** Given records follows **

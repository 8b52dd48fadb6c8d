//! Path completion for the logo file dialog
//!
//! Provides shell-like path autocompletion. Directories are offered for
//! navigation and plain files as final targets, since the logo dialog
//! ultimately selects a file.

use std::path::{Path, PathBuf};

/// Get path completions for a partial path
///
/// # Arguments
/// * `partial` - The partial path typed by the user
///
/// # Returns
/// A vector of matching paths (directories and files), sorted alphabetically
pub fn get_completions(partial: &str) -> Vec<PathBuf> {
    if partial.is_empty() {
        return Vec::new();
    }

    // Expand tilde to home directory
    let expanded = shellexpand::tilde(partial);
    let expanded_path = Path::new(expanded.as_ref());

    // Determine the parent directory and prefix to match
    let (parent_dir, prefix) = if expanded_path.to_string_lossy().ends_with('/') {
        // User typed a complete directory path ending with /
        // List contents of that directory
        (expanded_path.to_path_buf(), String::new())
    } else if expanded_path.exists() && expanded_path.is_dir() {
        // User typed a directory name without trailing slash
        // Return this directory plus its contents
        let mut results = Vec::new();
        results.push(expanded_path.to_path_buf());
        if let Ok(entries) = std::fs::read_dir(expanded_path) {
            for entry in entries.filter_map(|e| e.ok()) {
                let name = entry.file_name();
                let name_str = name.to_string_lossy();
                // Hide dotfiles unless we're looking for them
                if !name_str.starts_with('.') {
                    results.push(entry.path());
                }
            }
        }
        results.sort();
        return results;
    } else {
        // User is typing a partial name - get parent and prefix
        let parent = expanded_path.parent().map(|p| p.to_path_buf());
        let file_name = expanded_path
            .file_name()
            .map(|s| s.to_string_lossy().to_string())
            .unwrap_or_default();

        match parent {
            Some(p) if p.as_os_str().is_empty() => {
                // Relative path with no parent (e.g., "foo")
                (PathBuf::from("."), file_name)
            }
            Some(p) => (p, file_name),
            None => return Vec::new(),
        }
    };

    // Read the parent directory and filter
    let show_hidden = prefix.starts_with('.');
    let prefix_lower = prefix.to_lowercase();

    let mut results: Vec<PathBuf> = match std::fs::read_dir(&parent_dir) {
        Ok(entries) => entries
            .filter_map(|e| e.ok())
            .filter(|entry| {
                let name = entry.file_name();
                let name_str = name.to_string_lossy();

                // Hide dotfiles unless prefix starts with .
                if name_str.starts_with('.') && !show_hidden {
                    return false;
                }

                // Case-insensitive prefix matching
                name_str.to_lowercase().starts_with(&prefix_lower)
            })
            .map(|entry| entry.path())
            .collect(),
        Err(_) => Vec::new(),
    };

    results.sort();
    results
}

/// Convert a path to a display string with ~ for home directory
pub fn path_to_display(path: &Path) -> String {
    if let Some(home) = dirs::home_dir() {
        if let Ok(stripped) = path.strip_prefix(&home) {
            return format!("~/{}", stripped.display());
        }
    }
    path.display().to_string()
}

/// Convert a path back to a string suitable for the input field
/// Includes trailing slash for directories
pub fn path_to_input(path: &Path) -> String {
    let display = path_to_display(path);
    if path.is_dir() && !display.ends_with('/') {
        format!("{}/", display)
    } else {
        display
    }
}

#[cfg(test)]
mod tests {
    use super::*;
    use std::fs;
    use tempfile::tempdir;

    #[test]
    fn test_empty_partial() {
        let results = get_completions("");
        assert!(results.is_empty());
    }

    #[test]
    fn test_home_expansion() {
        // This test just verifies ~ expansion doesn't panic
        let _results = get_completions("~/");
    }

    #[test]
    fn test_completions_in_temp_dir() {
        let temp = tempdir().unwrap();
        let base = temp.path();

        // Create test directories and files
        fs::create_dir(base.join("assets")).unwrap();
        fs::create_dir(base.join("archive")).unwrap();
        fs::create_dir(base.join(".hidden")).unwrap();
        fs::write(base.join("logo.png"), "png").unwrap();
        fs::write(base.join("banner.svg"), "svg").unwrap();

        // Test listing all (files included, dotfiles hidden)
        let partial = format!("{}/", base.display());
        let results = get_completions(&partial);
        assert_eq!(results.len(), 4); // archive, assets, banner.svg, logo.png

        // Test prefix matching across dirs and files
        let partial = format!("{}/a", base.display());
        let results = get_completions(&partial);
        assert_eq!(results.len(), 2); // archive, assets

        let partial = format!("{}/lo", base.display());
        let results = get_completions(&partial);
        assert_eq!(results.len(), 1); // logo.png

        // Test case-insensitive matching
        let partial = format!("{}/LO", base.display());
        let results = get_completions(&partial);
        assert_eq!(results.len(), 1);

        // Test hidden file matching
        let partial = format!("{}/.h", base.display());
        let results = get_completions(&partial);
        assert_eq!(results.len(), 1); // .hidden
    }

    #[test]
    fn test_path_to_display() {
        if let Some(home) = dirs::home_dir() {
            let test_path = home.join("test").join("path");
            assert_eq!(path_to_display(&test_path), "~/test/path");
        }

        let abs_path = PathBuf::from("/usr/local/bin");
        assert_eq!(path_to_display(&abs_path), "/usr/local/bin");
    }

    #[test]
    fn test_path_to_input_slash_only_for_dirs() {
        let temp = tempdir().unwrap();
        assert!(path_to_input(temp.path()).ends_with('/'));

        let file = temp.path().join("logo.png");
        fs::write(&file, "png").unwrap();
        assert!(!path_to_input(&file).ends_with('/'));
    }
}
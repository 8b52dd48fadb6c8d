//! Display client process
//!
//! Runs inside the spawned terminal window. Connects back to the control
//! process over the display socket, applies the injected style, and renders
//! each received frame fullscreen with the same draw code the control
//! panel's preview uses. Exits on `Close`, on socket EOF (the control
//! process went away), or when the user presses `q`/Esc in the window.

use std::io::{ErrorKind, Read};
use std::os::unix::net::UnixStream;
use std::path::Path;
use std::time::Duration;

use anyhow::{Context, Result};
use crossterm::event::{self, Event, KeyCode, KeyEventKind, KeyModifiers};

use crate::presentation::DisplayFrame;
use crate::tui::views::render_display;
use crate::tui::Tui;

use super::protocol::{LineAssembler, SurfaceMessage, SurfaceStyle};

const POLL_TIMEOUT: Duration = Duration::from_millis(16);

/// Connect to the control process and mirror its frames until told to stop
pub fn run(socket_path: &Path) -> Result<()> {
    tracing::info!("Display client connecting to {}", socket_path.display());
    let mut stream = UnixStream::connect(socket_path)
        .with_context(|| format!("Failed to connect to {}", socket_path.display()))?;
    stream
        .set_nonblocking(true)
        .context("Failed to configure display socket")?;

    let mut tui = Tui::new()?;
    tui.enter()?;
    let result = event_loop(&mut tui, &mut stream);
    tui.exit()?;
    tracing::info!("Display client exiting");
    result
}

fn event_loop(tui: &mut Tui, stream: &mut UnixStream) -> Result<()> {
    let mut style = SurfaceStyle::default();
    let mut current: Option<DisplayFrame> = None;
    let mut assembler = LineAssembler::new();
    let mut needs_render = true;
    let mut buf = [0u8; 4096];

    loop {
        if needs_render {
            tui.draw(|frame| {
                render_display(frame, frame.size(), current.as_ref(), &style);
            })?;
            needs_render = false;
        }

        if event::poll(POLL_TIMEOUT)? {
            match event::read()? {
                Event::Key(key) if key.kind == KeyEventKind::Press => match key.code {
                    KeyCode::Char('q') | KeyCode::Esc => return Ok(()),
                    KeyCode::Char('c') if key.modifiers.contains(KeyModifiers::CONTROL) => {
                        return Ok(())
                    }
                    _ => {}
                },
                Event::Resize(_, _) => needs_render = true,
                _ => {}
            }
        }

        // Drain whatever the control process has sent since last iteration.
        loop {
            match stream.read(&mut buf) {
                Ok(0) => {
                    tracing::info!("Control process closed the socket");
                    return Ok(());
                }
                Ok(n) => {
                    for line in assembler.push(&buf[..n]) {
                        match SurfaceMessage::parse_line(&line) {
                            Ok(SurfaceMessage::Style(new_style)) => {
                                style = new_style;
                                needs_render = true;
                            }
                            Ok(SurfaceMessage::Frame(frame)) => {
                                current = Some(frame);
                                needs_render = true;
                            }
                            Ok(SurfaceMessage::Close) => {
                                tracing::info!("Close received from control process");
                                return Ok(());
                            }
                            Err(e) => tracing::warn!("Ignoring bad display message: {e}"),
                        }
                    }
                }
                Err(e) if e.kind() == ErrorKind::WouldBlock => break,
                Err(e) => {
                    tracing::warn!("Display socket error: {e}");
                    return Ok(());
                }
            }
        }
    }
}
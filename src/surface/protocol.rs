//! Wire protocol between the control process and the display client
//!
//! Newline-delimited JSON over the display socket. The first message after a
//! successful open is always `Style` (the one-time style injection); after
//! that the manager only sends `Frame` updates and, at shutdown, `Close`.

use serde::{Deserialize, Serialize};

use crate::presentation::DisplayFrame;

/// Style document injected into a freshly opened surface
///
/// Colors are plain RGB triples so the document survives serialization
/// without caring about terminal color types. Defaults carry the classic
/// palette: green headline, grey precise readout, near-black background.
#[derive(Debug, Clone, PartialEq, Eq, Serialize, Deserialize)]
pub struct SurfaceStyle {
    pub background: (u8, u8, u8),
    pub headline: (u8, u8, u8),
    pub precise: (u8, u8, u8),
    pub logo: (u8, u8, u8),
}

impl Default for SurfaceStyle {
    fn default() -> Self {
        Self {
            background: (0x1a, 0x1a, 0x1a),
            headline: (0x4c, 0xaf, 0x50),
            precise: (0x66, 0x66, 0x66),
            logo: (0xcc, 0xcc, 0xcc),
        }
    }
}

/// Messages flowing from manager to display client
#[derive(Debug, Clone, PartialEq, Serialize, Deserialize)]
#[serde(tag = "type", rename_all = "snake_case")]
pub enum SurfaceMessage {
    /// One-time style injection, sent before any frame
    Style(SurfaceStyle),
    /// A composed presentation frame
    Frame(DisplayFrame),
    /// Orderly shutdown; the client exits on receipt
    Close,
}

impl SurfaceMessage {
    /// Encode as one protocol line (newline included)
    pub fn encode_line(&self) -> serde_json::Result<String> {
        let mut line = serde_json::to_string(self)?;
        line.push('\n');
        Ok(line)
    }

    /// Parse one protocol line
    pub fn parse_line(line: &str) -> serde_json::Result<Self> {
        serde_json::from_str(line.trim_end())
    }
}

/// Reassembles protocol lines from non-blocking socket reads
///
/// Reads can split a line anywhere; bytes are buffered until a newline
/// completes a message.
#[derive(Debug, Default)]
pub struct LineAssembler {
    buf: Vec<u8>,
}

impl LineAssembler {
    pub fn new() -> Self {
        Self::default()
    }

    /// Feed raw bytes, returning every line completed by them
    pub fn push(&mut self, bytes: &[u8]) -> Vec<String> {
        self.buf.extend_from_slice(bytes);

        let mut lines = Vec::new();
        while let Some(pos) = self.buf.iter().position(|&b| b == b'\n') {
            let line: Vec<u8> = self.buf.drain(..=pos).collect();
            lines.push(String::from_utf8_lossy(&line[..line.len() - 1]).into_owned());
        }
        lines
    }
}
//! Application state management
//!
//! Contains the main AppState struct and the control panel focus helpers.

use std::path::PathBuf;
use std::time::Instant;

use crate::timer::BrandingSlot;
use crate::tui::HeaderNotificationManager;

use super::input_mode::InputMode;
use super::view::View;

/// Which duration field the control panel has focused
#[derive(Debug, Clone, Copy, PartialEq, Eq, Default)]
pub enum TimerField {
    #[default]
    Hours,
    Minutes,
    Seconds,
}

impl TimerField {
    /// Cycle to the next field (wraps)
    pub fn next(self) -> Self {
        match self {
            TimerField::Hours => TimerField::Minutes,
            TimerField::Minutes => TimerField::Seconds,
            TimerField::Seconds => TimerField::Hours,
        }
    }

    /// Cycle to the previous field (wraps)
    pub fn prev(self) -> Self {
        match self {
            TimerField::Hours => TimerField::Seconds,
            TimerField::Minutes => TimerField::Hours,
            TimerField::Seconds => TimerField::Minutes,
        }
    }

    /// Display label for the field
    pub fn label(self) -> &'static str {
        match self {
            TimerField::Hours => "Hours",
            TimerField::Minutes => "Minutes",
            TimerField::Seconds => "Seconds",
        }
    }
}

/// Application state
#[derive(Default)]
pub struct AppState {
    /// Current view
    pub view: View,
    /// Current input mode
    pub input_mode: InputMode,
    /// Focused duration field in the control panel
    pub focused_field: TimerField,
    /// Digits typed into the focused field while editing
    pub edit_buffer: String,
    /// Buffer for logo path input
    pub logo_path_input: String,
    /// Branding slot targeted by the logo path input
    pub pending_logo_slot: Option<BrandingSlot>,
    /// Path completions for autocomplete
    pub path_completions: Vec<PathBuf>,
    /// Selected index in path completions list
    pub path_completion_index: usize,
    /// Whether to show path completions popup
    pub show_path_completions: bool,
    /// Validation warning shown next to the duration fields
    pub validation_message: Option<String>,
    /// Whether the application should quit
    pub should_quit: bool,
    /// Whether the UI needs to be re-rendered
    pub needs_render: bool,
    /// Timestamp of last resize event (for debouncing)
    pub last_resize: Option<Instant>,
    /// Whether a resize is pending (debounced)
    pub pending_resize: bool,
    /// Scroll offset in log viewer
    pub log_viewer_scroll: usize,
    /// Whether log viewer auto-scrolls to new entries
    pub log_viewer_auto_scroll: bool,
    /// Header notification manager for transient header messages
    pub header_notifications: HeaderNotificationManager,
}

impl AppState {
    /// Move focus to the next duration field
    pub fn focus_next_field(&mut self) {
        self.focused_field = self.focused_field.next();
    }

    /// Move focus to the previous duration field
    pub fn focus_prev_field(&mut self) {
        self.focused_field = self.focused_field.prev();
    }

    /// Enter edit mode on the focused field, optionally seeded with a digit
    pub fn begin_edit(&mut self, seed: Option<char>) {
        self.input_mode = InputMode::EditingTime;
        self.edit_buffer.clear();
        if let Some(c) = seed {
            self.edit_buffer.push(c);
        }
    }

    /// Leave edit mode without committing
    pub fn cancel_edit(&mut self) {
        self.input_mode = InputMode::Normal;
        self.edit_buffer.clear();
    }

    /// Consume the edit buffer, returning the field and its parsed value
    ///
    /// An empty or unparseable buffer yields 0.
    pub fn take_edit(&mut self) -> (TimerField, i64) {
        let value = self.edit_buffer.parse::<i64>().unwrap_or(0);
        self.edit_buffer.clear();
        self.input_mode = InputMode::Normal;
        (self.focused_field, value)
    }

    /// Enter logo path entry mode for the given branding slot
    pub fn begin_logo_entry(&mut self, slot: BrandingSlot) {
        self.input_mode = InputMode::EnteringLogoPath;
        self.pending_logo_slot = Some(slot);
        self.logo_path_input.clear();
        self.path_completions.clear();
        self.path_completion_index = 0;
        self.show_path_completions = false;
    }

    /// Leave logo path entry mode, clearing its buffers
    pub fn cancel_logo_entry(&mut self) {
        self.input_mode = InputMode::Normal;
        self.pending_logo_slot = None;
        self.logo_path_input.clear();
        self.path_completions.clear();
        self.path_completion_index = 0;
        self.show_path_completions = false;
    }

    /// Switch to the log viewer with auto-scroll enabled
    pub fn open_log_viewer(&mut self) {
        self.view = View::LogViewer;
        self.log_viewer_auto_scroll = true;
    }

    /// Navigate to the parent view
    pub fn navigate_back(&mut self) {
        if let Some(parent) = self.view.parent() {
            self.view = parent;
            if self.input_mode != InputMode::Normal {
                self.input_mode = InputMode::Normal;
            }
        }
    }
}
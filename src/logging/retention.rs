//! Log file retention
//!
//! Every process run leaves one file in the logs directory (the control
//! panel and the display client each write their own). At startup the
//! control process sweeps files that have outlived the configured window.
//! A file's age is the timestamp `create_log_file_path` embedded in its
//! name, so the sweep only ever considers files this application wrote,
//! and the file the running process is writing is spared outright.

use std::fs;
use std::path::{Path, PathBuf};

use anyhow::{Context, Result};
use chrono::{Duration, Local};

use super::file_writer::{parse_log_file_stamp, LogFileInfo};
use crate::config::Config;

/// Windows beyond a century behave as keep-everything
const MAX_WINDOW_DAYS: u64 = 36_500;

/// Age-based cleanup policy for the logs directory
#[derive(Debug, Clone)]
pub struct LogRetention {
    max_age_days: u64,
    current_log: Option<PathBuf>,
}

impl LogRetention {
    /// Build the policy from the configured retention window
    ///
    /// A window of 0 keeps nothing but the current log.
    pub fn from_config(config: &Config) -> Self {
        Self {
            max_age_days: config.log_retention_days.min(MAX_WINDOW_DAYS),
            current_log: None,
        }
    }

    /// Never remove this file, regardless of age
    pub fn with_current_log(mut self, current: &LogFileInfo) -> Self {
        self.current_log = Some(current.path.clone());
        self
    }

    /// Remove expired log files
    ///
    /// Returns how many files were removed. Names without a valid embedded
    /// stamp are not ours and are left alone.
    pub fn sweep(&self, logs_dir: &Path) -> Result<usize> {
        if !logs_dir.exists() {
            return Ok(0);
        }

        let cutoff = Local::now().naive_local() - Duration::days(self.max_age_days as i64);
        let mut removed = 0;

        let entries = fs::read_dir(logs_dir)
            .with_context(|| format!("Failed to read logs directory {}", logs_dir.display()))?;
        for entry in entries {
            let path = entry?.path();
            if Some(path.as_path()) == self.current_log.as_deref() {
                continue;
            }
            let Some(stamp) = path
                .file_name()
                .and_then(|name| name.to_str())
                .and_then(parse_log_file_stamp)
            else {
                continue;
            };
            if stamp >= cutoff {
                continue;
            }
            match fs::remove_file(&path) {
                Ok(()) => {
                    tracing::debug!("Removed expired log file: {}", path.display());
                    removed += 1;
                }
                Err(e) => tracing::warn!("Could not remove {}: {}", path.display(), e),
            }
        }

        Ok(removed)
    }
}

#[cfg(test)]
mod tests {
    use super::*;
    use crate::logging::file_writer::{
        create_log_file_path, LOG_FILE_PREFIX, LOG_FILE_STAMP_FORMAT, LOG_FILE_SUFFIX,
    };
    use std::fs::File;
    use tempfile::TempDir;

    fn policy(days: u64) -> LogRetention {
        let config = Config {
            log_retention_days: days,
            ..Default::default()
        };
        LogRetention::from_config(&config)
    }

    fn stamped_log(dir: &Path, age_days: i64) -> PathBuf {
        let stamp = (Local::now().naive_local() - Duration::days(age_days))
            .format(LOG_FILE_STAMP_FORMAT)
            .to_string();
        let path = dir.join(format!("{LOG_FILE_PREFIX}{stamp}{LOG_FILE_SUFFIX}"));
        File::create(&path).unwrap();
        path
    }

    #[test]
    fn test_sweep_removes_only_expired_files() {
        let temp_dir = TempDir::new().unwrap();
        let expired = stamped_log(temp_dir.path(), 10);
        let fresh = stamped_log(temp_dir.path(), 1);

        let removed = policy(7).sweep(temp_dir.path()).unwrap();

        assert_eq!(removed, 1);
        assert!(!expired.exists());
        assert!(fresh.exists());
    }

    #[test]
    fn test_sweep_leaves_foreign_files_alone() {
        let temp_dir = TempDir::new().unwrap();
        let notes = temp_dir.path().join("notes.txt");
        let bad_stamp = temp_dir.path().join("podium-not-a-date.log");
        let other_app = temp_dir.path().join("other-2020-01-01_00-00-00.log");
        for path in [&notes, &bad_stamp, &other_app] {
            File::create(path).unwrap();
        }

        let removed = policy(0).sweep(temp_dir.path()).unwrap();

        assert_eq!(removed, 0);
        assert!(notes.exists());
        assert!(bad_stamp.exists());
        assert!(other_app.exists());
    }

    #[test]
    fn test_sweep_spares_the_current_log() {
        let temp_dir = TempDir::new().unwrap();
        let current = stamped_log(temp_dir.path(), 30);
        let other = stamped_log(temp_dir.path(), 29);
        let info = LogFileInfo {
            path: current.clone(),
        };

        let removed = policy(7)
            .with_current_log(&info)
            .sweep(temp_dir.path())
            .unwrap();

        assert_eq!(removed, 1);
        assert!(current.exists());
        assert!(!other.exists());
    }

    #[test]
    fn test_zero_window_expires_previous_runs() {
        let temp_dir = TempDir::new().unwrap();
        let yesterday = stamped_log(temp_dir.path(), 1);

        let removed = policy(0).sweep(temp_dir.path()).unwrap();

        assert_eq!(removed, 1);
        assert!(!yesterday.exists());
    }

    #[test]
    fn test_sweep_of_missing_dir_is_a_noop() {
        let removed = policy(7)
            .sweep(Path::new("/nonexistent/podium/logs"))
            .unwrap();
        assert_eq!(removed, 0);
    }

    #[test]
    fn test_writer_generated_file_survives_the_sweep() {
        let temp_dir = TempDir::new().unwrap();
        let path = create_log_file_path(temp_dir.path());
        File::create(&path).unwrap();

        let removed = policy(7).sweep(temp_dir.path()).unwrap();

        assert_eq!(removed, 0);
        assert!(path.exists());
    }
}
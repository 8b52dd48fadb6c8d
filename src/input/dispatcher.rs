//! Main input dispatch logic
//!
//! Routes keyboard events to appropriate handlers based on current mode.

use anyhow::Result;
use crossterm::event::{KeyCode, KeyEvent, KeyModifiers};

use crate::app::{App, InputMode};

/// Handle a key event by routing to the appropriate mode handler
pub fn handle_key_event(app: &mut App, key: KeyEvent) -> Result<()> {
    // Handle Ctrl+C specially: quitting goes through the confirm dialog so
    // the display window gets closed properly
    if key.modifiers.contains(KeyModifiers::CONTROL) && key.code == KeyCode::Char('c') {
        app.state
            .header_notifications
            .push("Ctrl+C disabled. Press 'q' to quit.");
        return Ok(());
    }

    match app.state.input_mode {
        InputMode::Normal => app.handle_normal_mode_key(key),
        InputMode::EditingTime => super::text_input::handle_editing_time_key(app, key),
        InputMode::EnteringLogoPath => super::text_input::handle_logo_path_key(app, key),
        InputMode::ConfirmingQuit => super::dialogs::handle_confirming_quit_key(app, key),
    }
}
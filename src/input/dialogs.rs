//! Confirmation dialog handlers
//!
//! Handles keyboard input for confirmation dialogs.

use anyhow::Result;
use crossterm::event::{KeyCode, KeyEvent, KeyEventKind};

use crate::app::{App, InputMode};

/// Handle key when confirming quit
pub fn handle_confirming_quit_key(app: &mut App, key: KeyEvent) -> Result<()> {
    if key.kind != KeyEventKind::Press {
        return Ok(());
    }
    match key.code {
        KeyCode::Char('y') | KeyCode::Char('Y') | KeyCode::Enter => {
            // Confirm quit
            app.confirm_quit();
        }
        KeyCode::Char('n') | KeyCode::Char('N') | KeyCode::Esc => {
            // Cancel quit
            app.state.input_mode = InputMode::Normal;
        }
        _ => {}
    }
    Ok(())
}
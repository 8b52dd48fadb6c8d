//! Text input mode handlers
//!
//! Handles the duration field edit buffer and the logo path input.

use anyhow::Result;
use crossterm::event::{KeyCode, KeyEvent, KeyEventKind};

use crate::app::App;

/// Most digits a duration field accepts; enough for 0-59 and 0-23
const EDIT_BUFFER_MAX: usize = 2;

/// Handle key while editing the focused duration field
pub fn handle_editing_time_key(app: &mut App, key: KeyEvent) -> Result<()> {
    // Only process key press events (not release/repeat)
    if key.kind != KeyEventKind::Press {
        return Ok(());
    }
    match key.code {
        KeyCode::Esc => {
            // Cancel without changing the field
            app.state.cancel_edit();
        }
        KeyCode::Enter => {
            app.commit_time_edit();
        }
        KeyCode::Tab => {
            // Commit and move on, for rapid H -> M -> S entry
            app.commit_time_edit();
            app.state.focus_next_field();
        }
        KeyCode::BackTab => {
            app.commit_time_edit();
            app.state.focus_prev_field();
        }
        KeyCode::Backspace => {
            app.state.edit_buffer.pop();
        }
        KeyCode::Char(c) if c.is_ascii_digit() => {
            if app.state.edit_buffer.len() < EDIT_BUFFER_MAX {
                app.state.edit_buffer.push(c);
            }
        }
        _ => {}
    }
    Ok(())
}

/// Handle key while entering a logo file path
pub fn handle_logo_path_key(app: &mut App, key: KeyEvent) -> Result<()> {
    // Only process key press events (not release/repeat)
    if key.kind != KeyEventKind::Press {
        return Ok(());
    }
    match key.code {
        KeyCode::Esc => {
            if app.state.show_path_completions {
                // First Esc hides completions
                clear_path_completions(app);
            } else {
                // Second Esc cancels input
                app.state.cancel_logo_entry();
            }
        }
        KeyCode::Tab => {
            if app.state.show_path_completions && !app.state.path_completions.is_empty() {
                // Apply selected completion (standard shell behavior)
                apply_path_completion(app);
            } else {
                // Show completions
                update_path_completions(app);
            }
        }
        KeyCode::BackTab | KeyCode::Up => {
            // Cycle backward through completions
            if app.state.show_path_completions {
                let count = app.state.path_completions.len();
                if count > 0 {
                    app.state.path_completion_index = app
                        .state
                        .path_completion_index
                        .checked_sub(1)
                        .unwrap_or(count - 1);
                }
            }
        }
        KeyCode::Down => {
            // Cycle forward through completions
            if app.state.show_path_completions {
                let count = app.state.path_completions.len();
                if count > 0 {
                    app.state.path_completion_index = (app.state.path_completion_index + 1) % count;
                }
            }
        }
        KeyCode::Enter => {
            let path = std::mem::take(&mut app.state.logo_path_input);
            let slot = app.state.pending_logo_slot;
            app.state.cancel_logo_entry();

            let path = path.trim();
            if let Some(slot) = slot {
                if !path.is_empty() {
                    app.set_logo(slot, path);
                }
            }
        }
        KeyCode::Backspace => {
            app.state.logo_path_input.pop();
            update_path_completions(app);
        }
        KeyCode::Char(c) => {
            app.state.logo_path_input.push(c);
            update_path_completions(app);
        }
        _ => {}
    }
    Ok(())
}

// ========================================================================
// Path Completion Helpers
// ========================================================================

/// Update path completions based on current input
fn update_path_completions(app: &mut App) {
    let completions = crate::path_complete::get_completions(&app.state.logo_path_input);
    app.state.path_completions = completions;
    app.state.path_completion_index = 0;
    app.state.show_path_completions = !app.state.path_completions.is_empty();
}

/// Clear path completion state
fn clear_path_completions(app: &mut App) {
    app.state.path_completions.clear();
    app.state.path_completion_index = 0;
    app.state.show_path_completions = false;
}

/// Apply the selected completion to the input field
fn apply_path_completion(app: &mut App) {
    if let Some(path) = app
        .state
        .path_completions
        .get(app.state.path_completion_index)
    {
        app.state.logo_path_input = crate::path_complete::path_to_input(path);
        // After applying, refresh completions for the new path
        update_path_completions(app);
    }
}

** End of Given records **

◆ What the task requires ◆
Please write out exactly the lines from the start of the data through the line that contains "ending with /", both ends included, and nothing else.

◆ Task answer ◆
repository 8b52dd48fadb6c8d
//! Path completion for the logo file dialog
//!
//! Provides shell-like path autocompletion. Directories are offered for
//! navigation and plain files as final targets, since the logo dialog
//! ultimately selects a file.

use std::path::{Path, PathBuf};

/// Get path completions for a partial path
///
/// # Arguments
/// * `partial` - The partial path typed by the user
///
/// # Returns
/// A vector of matching paths (directories and files), sorted alphabetically
pub fn get_completions(partial: &str) -> Vec<PathBuf> {
    if partial.is_empty() {
        return Vec::new();
    }

    // Expand tilde to home directory
    let expanded = shellexpand::tilde(partial);
    let expanded_path = Path::new(expanded.as_ref());

    // Determine the parent directory and prefix to match
    let (parent_dir, prefix) = if expanded_path.to_string_lossy().ends_with('/') {
        // User typed a complete directory path ending with /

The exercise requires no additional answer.